Several different groups of nitrogen-containing compounds may be found in plants. The amount of each form depends on plant species, maturity and environmental conditions during growth.
These nitrogen compounds may be broadly classed as either protein or non-protein compounds. Under normal growing conditions plants use nitrogen to form plant proteins. When normal growth is altered, protein formation may be slowed and the nitrogen remains in the plant as non-protein nitrogen.
Nitrate, nitrite, amides, free amino acids and small peptides make up most of the non-protein nitrogen fraction. Nitrate is of special concern in animal production and in human foods because of its potential toxicity when excessive amounts are ingested.
The origin of all nitrogen is the atmosphere, which contains about 79 percent nitrogen by volume. The atmosphere over each acre of the earth's surface consists of about 35,000 tons of elemental nitrogen. The supply is inexhaustible through natural processes.
Soil micro-organisms, free-living and those associated with legumes, fix atmospheric nitrogen. One product of the fixation process is the amino (NH2) form of nitrogen. Decomposition of plant residues and animal waste by soil microorganisms results in the formation of the ammonium form (NH4-). Specific soil microorganisms oxidize the ammonium form to nitrate-nitrogen.
Ammonia and/or nitrate found in nitrogen fertilizers are produced by chemical fixation of atmospheric nitrogen (N2). Precipitation adds about five to 10 pounds of nitrogen to soils annually. This nitrogen is in the nitrate form due to the action of lightning in presence of oxygen and nitrogen.

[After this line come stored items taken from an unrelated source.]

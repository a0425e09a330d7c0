mod common;

use axum::http::{Method, StatusCode};
use common::TestServer;
use neurocom_core::domain::{Resource, Tier};
use serde_json::json;

fn booking_body() -> serde_json::Value {
    json!({
        "starts_at": "2026-11-03T14:00:00Z",
        "ends_at": "2026-11-03T15:00:00Z",
        "notes": "Quero falar sobre foco"
    })
}

#[tokio::test]
async fn free_user_cannot_book_a_consultation() {
    let server = TestServer::new();
    let (user, token) = server.user(Tier::Free);

    let (status, body) = server.post("/schedule", &token, booking_body()).await;

    assert_eq!(status, StatusCode::FORBIDDEN);
    assert_eq!(body["code"], "insufficient_tier");
    assert_eq!(body["plano_atual"], "free");
    assert_eq!(body["planos_permitidos"], json!(["intermediate", "full"]));
    assert!(server.store.user(user.id).unwrap().consultations_booked_this_month == 0);
}

#[tokio::test]
async fn intermediate_user_at_the_message_limit_is_refused() {
    let server = TestServer::new();
    let (user, token) = server.user(Tier::Intermediate);
    server.store.set_usage(user.id, Resource::Messages, 5);

    let (status, body) = server
        .post("/messages", &token, json!({ "text": "Olá, especialista" }))
        .await;

    assert_eq!(status, StatusCode::FORBIDDEN);
    assert_eq!(body["code"], "quota_exceeded");
    assert_eq!(body["limite"], 5);
    assert_eq!(body["usados"], 5);
    assert_eq!(body["plano_atual"], "intermediate");
    assert_eq!(server.store.user(user.id).unwrap().messages_sent_this_month, 5);
}

#[tokio::test]
async fn sending_a_message_consumes_quota_after_success() {
    let server = TestServer::new();
    let (user, token) = server.user(Tier::Intermediate);
    server.store.set_usage(user.id, Resource::Messages, 4);

    let (status, body) = server
        .post("/messages", &token, json!({ "text": "Preciso de ajuda" }))
        .await;
    assert_eq!(status, StatusCode::CREATED);
    assert_eq!(body["message"]["text"], "Preciso de ajuda");
    assert_eq!(body["message"]["status"], "pending");

    let (status, listing) = server.get("/messages", &token).await;
    assert_eq!(status, StatusCode::OK);
    assert_eq!(listing["messages"].as_array().unwrap().len(), 1);
    assert_eq!(listing["limite_mensal"], 5);
    assert_eq!(listing["enviadas_mes"], 5);
    assert_eq!(listing["pode_enviar"], false);

    // The sixth message of the month is refused.
    let (status, _) = server
        .post("/messages", &token, json!({ "text": "Mais uma" }))
        .await;
    assert_eq!(status, StatusCode::FORBIDDEN);
}

#[tokio::test]
async fn empty_expert_message_is_rejected_without_consuming_quota() {
    let server = TestServer::new();
    let (user, token) = server.user(Tier::Intermediate);

    let (status, body) = server.post("/messages", &token, json!({ "text": "   " })).await;

    assert_eq!(status, StatusCode::BAD_REQUEST);
    assert_eq!(body["code"], "validation");
    assert_eq!(server.store.user(user.id).unwrap().messages_sent_this_month, 0);
}

#[tokio::test]
async fn full_user_books_lists_and_cancels_without_refund() {
    let server = TestServer::new();
    let (user, token) = server.user(Tier::Full);

    let (status, body) = server.post("/schedule", &token, booking_body()).await;
    assert_eq!(status, StatusCode::CREATED);
    assert_eq!(body["booking"]["status"], "booked");
    let booking_id = body["booking"]["id"].as_str().unwrap().to_string();

    let (status, listing) = server.get("/schedule", &token).await;
    assert_eq!(status, StatusCode::OK);
    assert_eq!(listing["bookings"].as_array().unwrap().len(), 1);
    assert_eq!(listing["limite_mensal"], serde_json::Value::Null);
    assert_eq!(listing["agendadas_mes"], 1);
    assert_eq!(listing["pode_agendar"], true);

    let (status, body) = server
        .request(
            Method::DELETE,
            &format!("/schedule/{}", booking_id),
            Some(&token),
            None,
        )
        .await;
    assert_eq!(status, StatusCode::OK);
    assert_eq!(body["ok"], true);
    assert_eq!(body["booking"]["status"], "canceled");
    assert_eq!(
        server.store.user(user.id).unwrap().consultations_booked_this_month,
        1
    );
}

#[tokio::test]
async fn cancelling_someone_elses_booking_is_not_found() {
    let server = TestServer::new();
    let (_, owner_token) = server.user(Tier::Full);
    let (_, other_token) = server.user(Tier::Full);

    let (_, body) = server.post("/schedule", &owner_token, booking_body()).await;
    let booking_id = body["booking"]["id"].as_str().unwrap().to_string();

    let (status, _) = server
        .request(
            Method::DELETE,
            &format!("/schedule/{}", booking_id),
            Some(&other_token),
            None,
        )
        .await;
    assert_eq!(status, StatusCode::NOT_FOUND);
}

#[tokio::test]
async fn booking_must_end_after_it_starts() {
    let server = TestServer::new();
    let (_, token) = server.user(Tier::Full);

    let (status, body) = server
        .post(
            "/schedule",
            &token,
            json!({
                "starts_at": "2026-11-03T15:00:00Z",
                "ends_at": "2026-11-03T14:00:00Z"
            }),
        )
        .await;
    assert_eq!(status, StatusCode::BAD_REQUEST);
    assert_eq!(body["code"], "validation");
}

#[tokio::test]
async fn video_access_follows_the_content_level() {
    let server = TestServer::new();
    server.store.add_video("respiracao-avancada", "Respiração avançada", Tier::Full);
    let (_, free_token) = server.user(Tier::Free);
    let (_, full_token) = server.user(Tier::Full);

    let (status, body) = server.get("/videos/respiracao-avancada", &free_token).await;
    assert_eq!(status, StatusCode::FORBIDDEN);
    assert_eq!(body["planos_permitidos"], json!(["full"]));
    assert_eq!(body["requer_plano"], "full");

    let (status, body) = server.get("/videos/respiracao-avancada", &full_token).await;
    assert_eq!(status, StatusCode::OK);
    assert_eq!(body["video"]["slug"], "respiracao-avancada");
    assert_eq!(body["progress"], serde_json::Value::Null);
}

#[tokio::test]
async fn unknown_video_is_not_found() {
    let server = TestServer::new();
    let (_, token) = server.user(Tier::Free);

    let (status, body) = server.get("/videos/nao-existe", &token).await;
    assert_eq!(status, StatusCode::NOT_FOUND);
    assert_eq!(body["erro"], "Vídeo não encontrado");
}
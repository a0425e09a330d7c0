//! services/api/src/web/learning.rs
//!
//! Learning tracks, their steps and the developer profile used by the guardian.

use axum::{
    extract::{Path, State},
    response::Json,
    Extension,
};
use chrono::{DateTime, Utc};
use neurocom_core::domain::{ProfileUpdate, StepFeedback, Track, TrackEnrollment};
use neurocom_core::learning::StepState;
use neurocom_core::{CoreError, RequestContext, TrackOverview, UserProfile};
use serde::{Deserialize, Serialize};
use std::sync::Arc;
use utoipa::ToSchema;
use uuid::Uuid;

use crate::error::ApiResult;
use crate::web::state::AppState;

//=========================================================================================
// Tracks
//=========================================================================================

#[derive(Serialize, ToSchema)]
pub struct TrackDto {
    pub id: Uuid,
    pub slug: String,
    pub title: String,
    pub description: Option<String>,
    pub level: String,
}

impl From<Track> for TrackDto {
    fn from(track: Track) -> Self {
        Self {
            id: track.id,
            slug: track.slug,
            title: track.title,
            description: track.description,
            level: track.level.as_str().to_string(),
        }
    }
}

#[derive(Serialize, ToSchema)]
pub struct EnrollmentDto {
    pub track_id: Uuid,
    pub status: String,
    pub percent: i32,
    pub current_step_id: Option<Uuid>,
    pub completed_at: Option<DateTime<Utc>>,
    pub updated_at: DateTime<Utc>,
}

impl From<TrackEnrollment> for EnrollmentDto {
    fn from(e: TrackEnrollment) -> Self {
        Self {
            track_id: e.track_id,
            status: e.status.as_str().to_string(),
            percent: e.percent,
            current_step_id: e.current_step_id,
            completed_at: e.completed_at,
            updated_at: e.updated_at,
        }
    }
}

/// A catalog entry. `status` is absent for tracks the caller never started.
#[derive(Serialize, ToSchema)]
pub struct TrackSummaryDto {
    #[serde(flatten)]
    pub track: TrackDto,
    pub status: Option<String>,
    pub percent: i32,
}

impl From<TrackOverview> for TrackSummaryDto {
    fn from(overview: TrackOverview) -> Self {
        Self {
            status: overview
                .enrollment
                .as_ref()
                .map(|e| e.status.as_str().to_string()),
            percent: overview.enrollment.map_or(0, |e| e.percent),
            track: overview.track.into(),
        }
    }
}

#[derive(Serialize, ToSchema)]
pub struct TrackListResponse {
    pub tracks: Vec<TrackSummaryDto>,
}

#[derive(Serialize, ToSchema)]
pub struct StepDto {
    pub id: Uuid,
    pub position: i32,
    pub title: String,
    pub video_id: Option<Uuid>,
    /// `completed` or `pending`.
    pub status: String,
    pub completed_at: Option<DateTime<Utc>>,
}

impl From<StepState> for StepDto {
    fn from(state: StepState) -> Self {
        Self {
            id: state.step.id,
            position: state.step.position,
            title: state.step.title,
            video_id: state.step.video_id,
            status: if state.completed_at.is_some() {
                "completed"
            } else {
                "pending"
            }
            .to_string(),
            completed_at: state.completed_at,
        }
    }
}

#[derive(Serialize, ToSchema)]
pub struct TrackDetailResponse {
    pub track: TrackDto,
    pub steps: Vec<StepDto>,
    pub progress: Option<EnrollmentDto>,
}

#[derive(Serialize, ToSchema)]
pub struct EnrollmentResponse {
    pub progress: EnrollmentDto,
}

/// Tracks open to the caller's plan, in catalog order.
#[utoipa::path(
    get,
    path = "/tracks",
    responses((status = 200, description = "Track catalog", body = TrackListResponse)),
    security(("bearer" = []))
)]
pub async fn list_tracks_handler(
    State(state): State<Arc<AppState>>,
    Extension(ctx): Extension<RequestContext>,
) -> ApiResult<Json<TrackListResponse>> {
    let ctx = state.access.resolve(ctx).await?;
    let user = ctx.user().ok_or(CoreError::UserNotFound(ctx.user_id))?;
    let tracks = state.learning.catalog(user).await?;
    Ok(Json(TrackListResponse {
        tracks: tracks.into_iter().map(Into::into).collect(),
    }))
}

#[utoipa::path(
    get,
    path = "/tracks/{slug}",
    params(("slug" = String, Path, description = "Track slug or id")),
    responses(
        (status = 200, description = "Track with its steps", body = TrackDetailResponse),
        (status = 403, description = "Plan below the track's level"),
        (status = 404, description = "Unknown track")
    ),
    security(("bearer" = []))
)]
pub async fn get_track_handler(
    State(state): State<Arc<AppState>>,
    Extension(ctx): Extension<RequestContext>,
    Path(slug): Path<String>,
) -> ApiResult<Json<TrackDetailResponse>> {
    let detail = state.learning.track(ctx.user_id, &slug).await?;
    Ok(Json(TrackDetailResponse {
        track: detail.track.into(),
        steps: detail.steps.into_iter().map(Into::into).collect(),
        progress: detail.enrollment.map(Into::into),
    }))
}

#[utoipa::path(
    post,
    path = "/tracks/{slug}/start",
    params(("slug" = String, Path, description = "Track slug or id")),
    responses(
        (status = 200, description = "The caller's enrollment", body = EnrollmentResponse),
        (status = 403, description = "Plan below the track's level"),
        (status = 404, description = "Unknown track")
    ),
    security(("bearer" = []))
)]
pub async fn start_track_handler(
    State(state): State<Arc<AppState>>,
    Extension(ctx): Extension<RequestContext>,
    Path(slug): Path<String>,
) -> ApiResult<Json<EnrollmentResponse>> {
    let enrollment = state.learning.start_track(ctx.user_id, &slug).await?;
    Ok(Json(EnrollmentResponse {
        progress: enrollment.into(),
    }))
}

#[derive(Deserialize, ToSchema)]
pub struct CompleteStepRequest {
    /// 1 to 5.
    pub rating: Option<i16>,
    pub feedback: Option<String>,
}

#[derive(Serialize, ToSchema)]
pub struct StepCompletionResponse {
    pub ok: bool,
    pub percent: i32,
    pub next_step_id: Option<Uuid>,
    pub track_completed: bool,
}

#[utoipa::path(
    post,
    path = "/steps/{id}/complete",
    params(("id" = Uuid, Path, description = "Step id")),
    request_body = CompleteStepRequest,
    responses(
        (status = 200, description = "Updated track progress", body = StepCompletionResponse),
        (status = 400, description = "Rating out of range"),
        (status = 403, description = "Plan below the track's level"),
        (status = 404, description = "Unknown step")
    ),
    security(("bearer" = []))
)]
pub async fn complete_step_handler(
    State(state): State<Arc<AppState>>,
    Extension(ctx): Extension<RequestContext>,
    Path(step_id): Path<Uuid>,
    Json(req): Json<CompleteStepRequest>,
) -> ApiResult<Json<StepCompletionResponse>> {
    let ctx = state.access.resolve(ctx).await?;
    let user = ctx.user().ok_or(CoreError::UserNotFound(ctx.user_id))?;

    let outcome = state
        .learning
        .complete_step(
            user,
            step_id,
            StepFeedback {
                rating: req.rating,
                feedback: req.feedback,
            },
        )
        .await?;
    Ok(Json(StepCompletionResponse {
        ok: true,
        percent: outcome.enrollment.percent,
        next_step_id: outcome.next_step_id,
        track_completed: outcome.track_completed(),
    }))
}

//=========================================================================================
// Developer Profile
//=========================================================================================

#[derive(Serialize, ToSchema)]
pub struct ProfileDto {
    pub goals: Vec<String>,
    pub interests: Vec<String>,
    pub experience_level: Option<String>,
}

impl From<UserProfile> for ProfileDto {
    fn from(p: UserProfile) -> Self {
        Self {
            goals: p.goals,
            interests: p.interests,
            experience_level: p.experience_level,
        }
    }
}

#[derive(Serialize, ToSchema)]
pub struct ProfileResponse {
    pub profile: Option<ProfileDto>,
}

/// Omitted fields keep their stored value.
#[derive(Deserialize, ToSchema)]
pub struct UpdateProfileRequest {
    pub goals: Option<Vec<String>>,
    pub interests: Option<Vec<String>>,
    pub experience_level: Option<String>,
}

#[utoipa::path(
    get,
    path = "/profile",
    responses((status = 200, description = "The caller's profile, if any", body = ProfileResponse)),
    security(("bearer" = []))
)]
pub async fn get_profile_handler(
    State(state): State<Arc<AppState>>,
    Extension(ctx): Extension<RequestContext>,
) -> ApiResult<Json<ProfileResponse>> {
    let profile = state.learning.profile(ctx.user_id).await?;
    Ok(Json(ProfileResponse {
        profile: profile.map(Into::into),
    }))
}

#[utoipa::path(
    patch,
    path = "/profile",
    request_body = UpdateProfileRequest,
    responses((status = 200, description = "The stored profile", body = ProfileResponse)),
    security(("bearer" = []))
)]
pub async fn update_profile_handler(
    State(state): State<Arc<AppState>>,
    Extension(ctx): Extension<RequestContext>,
    Json(req): Json<UpdateProfileRequest>,
) -> ApiResult<Json<ProfileResponse>> {
    let profile = state
        .learning
        .update_profile(
            ctx.user_id,
            ProfileUpdate {
                goals: req.goals,
                interests: req.interests,
                experience_level: req.experience_level,
            },
        )
        .await?;
    Ok(Json(ProfileResponse {
        profile: Some(profile.into()),
    }))
}
//! services/api/src/config.rs
//!
//! Defines the application's configuration structure and loading logic.
//!
//! All configuration is loaded from environment variables at startup. The `.env`
//! file is used for local development.

use std::net::SocketAddr;
use std::str::FromStr;
use std::time::Duration;

use neurocom_core::access::QuotaTable;
use neurocom_core::{ChatSettings, InboxLimits, RetrievalSettings};
use tracing::Level;

/// A custom error type for configuration loading failures.
#[derive(Debug, thiserror::Error)]
pub enum ConfigError {
    #[error("Missing the environment variable {0}")]
    MissingVar(String),
    #[error("Invalid value for the environment variable {0}: {1}")]
    InvalidValue(String, String),
}

/// Holds all configuration loaded from the environment at startup.
#[derive(Clone, Debug)]
pub struct Config {
    pub bind_address: SocketAddr,
    pub database_url: String,
    pub log_level: Level,
    pub jwt_secret: String,
    pub jwt_ttl_minutes: i64,
    pub front_url: String,

    // --- Model provider ---
    pub openai_api_key: String,
    pub openai_api_base: Option<String>,
    pub chat_model: String,
    pub followup_model: String,
    pub embedding_model: String,
    pub embedding_dimensions: usize,

    // --- Retrieval ---
    pub min_similarity_documents: f32,
    pub min_similarity_history: f32,
    pub documents_k: u32,
    pub history_k: u32,
    pub reflections_k: u32,
    pub recency_half_life_secs: u64,
    pub preview_chars: usize,
    pub max_context_chars: usize,

    // --- Deadlines ---
    pub embedding_timeout: Duration,
    pub retrieval_timeout: Duration,
    pub generation_timeout: Duration,

    // --- Monthly quotas for the intermediate plan ---
    pub quota_messages_intermediate: u32,
    pub quota_consultations_intermediate: u32,
}

impl Config {
    /// Loads configuration from environment variables.
    ///
    /// It will look for a `.env` file in the current directory for development,
    /// but this is skipped in test environments to ensure tests are hermetic.
    pub fn from_env() -> Result<Self, ConfigError> {
        // Only load from .env in non-test mode to avoid contamination.
        if !cfg!(test) {
            dotenvy::dotenv().ok();
        }
        Self::from_lookup(|name| std::env::var(name).ok())
    }

    /// Builds the configuration from any variable source.
    pub fn from_lookup<F>(lookup: F) -> Result<Self, ConfigError>
    where
        F: Fn(&str) -> Option<String>,
    {
        let vars = Vars(&lookup);

        // --- Load Server and Database Settings ---
        let bind_address = vars.parsed("BIND_ADDRESS", "0.0.0.0:3000")?;
        let database_url = vars.required("DATABASE_URL")?;

        let log_level_str = vars.get("RUST_LOG").unwrap_or_else(|| "INFO".to_string());
        let log_level = log_level_str.parse::<Level>().map_err(|_| {
            ConfigError::InvalidValue(
                "RUST_LOG".to_string(),
                format!("'{}' is not a valid log level", log_level_str),
            )
        })?;

        let jwt_secret = vars.required("JWT_SECRET")?;
        let jwt_ttl_minutes: i64 = vars.parsed("JWT_TTL_MINUTES", "60")?;
        if jwt_ttl_minutes <= 0 {
            return Err(ConfigError::InvalidValue(
                "JWT_TTL_MINUTES".to_string(),
                "must be positive".to_string(),
            ));
        }
        let front_url = vars
            .get("FRONT_URL")
            .unwrap_or_else(|| "http://localhost:5173".to_string());

        // --- Load Model Settings ---
        let openai_api_key = vars.required("OPENAI_API_KEY")?;
        let openai_api_base = vars.get("OPENAI_API_BASE");
        let chat_model = vars
            .get("CHAT_MODEL")
            .unwrap_or_else(|| "gemini-2.5-flash".to_string());
        let followup_model = vars.get("FOLLOWUP_MODEL").unwrap_or_else(|| chat_model.clone());
        let embedding_model = vars
            .get("EMBEDDING_MODEL")
            .unwrap_or_else(|| "text-embedding-004".to_string());
        let embedding_dimensions: usize = vars.parsed("EMBEDDING_DIMENSIONS", "768")?;
        if embedding_dimensions == 0 {
            return Err(ConfigError::InvalidValue(
                "EMBEDDING_DIMENSIONS".to_string(),
                "must be greater than zero".to_string(),
            ));
        }

        // --- Load Retrieval Settings ---
        let min_similarity_documents = vars.similarity("RAG_MIN_SIM_DOCS", "0.30")?;
        let min_similarity_history = vars.similarity("RAG_MIN_SIM_HISTORY", "0.25")?;

        Ok(Self {
            bind_address,
            database_url,
            log_level,
            jwt_secret,
            jwt_ttl_minutes,
            front_url,
            openai_api_key,
            openai_api_base,
            chat_model,
            followup_model,
            embedding_model,
            embedding_dimensions,
            min_similarity_documents,
            min_similarity_history,
            documents_k: vars.parsed("RAG_DOCS_K", "8")?,
            history_k: vars.parsed("RAG_HISTORY_K", "6")?,
            reflections_k: vars.parsed("RAG_REFLECTIONS_K", "3")?,
            recency_half_life_secs: vars.parsed("RAG_RECENCY_HALF_LIFE_SECS", "86400")?,
            preview_chars: vars.parsed("RAG_PREVIEW_CHARS", "300")?,
            max_context_chars: vars.parsed("RAG_MAX_CONTEXT_CHARS", "6000")?,
            embedding_timeout: vars.millis("EMBEDDING_TIMEOUT_MS", "10000")?,
            retrieval_timeout: vars.millis("RETRIEVAL_TIMEOUT_MS", "10000")?,
            generation_timeout: vars.millis("GENERATION_TIMEOUT_MS", "60000")?,
            quota_messages_intermediate: vars.parsed("QUOTA_MESSAGES_INTERMEDIATE", "5")?,
            quota_consultations_intermediate: vars.parsed("QUOTA_CONSULTATIONS_INTERMEDIATE", "2")?,
        })
    }

    /// Retrieval tunables for the context assembler.
    pub fn retrieval_settings(&self) -> RetrievalSettings {
        RetrievalSettings {
            min_similarity_documents: self.min_similarity_documents,
            min_similarity_history: self.min_similarity_history,
            documents_k: self.documents_k,
            history_k: self.history_k,
            reflections_k: self.reflections_k,
            recency_half_life_secs: Some(self.recency_half_life_secs).filter(|s| *s > 0),
            preview_chars: self.preview_chars,
            max_context_chars: self.max_context_chars,
            ..RetrievalSettings::default()
        }
    }

    pub fn chat_settings(&self) -> ChatSettings {
        ChatSettings::default()
    }

    /// Monthly quotas: free 0, intermediate configurable, full unlimited.
    pub fn inbox_limits(&self) -> InboxLimits {
        InboxLimits {
            messages: QuotaTable::intermediate_only(self.quota_messages_intermediate),
            consultations: QuotaTable::intermediate_only(self.quota_consultations_intermediate),
        }
    }
}

/// Small helper over the variable source so each setting is one line.
struct Vars<'a, F: Fn(&str) -> Option<String>>(&'a F);

impl<F: Fn(&str) -> Option<String>> Vars<'_, F> {
    fn get(&self, name: &str) -> Option<String> {
        (self.0)(name).filter(|v| !v.trim().is_empty())
    }

    fn required(&self, name: &str) -> Result<String, ConfigError> {
        self.get(name)
            .ok_or_else(|| ConfigError::MissingVar(name.to_string()))
    }

    /// Parses `name`, or `default` when it is unset.
    fn parsed<T>(&self, name: &str, default: &str) -> Result<T, ConfigError>
    where
        T: FromStr,
        T::Err: std::fmt::Display,
    {
        let raw = self.get(name).unwrap_or_else(|| default.to_string());
        raw.trim()
            .parse::<T>()
            .map_err(|e| ConfigError::InvalidValue(name.to_string(), e.to_string()))
    }

    fn similarity(&self, name: &str, default: &str) -> Result<f32, ConfigError> {
        let value: f32 = self.parsed(name, default)?;
        if !(0.0..=1.0).contains(&value) {
            return Err(ConfigError::InvalidValue(
                name.to_string(),
                format!("{} is outside 0..=1", value),
            ));
        }
        Ok(value)
    }

    fn millis(&self, name: &str, default: &str) -> Result<Duration, ConfigError> {
        let ms: u64 = self.parsed(name, default)?;
        Ok(Duration::from_millis(ms))
    }
}

#[cfg(test)]
mod tests {
    use super::*;
    use std::collections::HashMap;

    fn lookup(pairs: &[(&str, &str)]) -> impl Fn(&str) -> Option<String> {
        let map: HashMap<String, String> = pairs
            .iter()
            .map(|(k, v)| (k.to_string(), v.to_string()))
            .collect();
        move |name| map.get(name).cloned()
    }

    const REQUIRED: [(&str, &str); 3] = [
        ("DATABASE_URL", "postgres://localhost/neurocom"),
        ("JWT_SECRET", "segredo"),
        ("OPENAI_API_KEY", "sk-test"),
    ];

    #[test]
    fn defaults_apply_when_only_required_vars_are_set() {
        let config = Config::from_lookup(lookup(&REQUIRED)).unwrap();

        assert_eq!(config.bind_address.port(), 3000);
        assert_eq!(config.embedding_dimensions, 768);
        assert_eq!(config.followup_model, config.chat_model);
        assert_eq!(config.generation_timeout, Duration::from_secs(60));
        assert_eq!(config.retrieval_settings(), RetrievalSettings::default());

        let limits = config.inbox_limits();
        assert_eq!(limits.messages, QuotaTable::intermediate_only(5));
        assert_eq!(limits.consultations, QuotaTable::intermediate_only(2));
    }

    #[test]
    fn missing_secret_is_reported_by_name() {
        let err = Config::from_lookup(lookup(&REQUIRED[..2])).unwrap_err();
        assert!(matches!(err, ConfigError::MissingVar(ref v) if v == "OPENAI_API_KEY"));
    }

    #[test]
    fn invalid_values_are_rejected() {
        let mut pairs = REQUIRED.to_vec();
        pairs.push(("RAG_MIN_SIM_DOCS", "1.5"));
        let err = Config::from_lookup(lookup(&pairs)).unwrap_err();
        assert!(matches!(err, ConfigError::InvalidValue(ref v, _) if v == "RAG_MIN_SIM_DOCS"));

        let mut pairs = REQUIRED.to_vec();
        pairs.push(("EMBEDDING_DIMENSIONS", "muitos"));
        assert!(Config::from_lookup(lookup(&pairs)).is_err());
    }

    #[test]
    fn overrides_flow_into_core_settings() {
        let mut pairs = REQUIRED.to_vec();
        pairs.extend([
            ("RAG_DOCS_K", "4"),
            ("RAG_RECENCY_HALF_LIFE_SECS", "0"),
            ("QUOTA_MESSAGES_INTERMEDIATE", "10"),
            ("FOLLOWUP_MODEL", "gemini-2.5-flash-lite"),
        ]);
        let config = Config::from_lookup(lookup(&pairs)).unwrap();

        let retrieval = config.retrieval_settings();
        assert_eq!(retrieval.documents_k, 4);
        assert_eq!(retrieval.recency_half_life_secs, None);
        assert_eq!(config.inbox_limits().messages, QuotaTable::intermediate_only(10));
        assert_eq!(config.followup_model, "gemini-2.5-flash-lite");
    }
}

The "Nitrogen Cycle" includes various changes from elemental atmospheric nitrogen to inorganic, to organic, and back to inorganic forms. Details can be found in many soils and biology textbooks.
The complex reactions involved in intake and outgo of nitrogen in the soil-plant system are largely microbiological and chemical. Aeration of soil by cultivation can speed up the formation of nitrates. Nitrogenous crop and animal residues and manures in organic form are converted to the ammonium form by decomposition and mineralization.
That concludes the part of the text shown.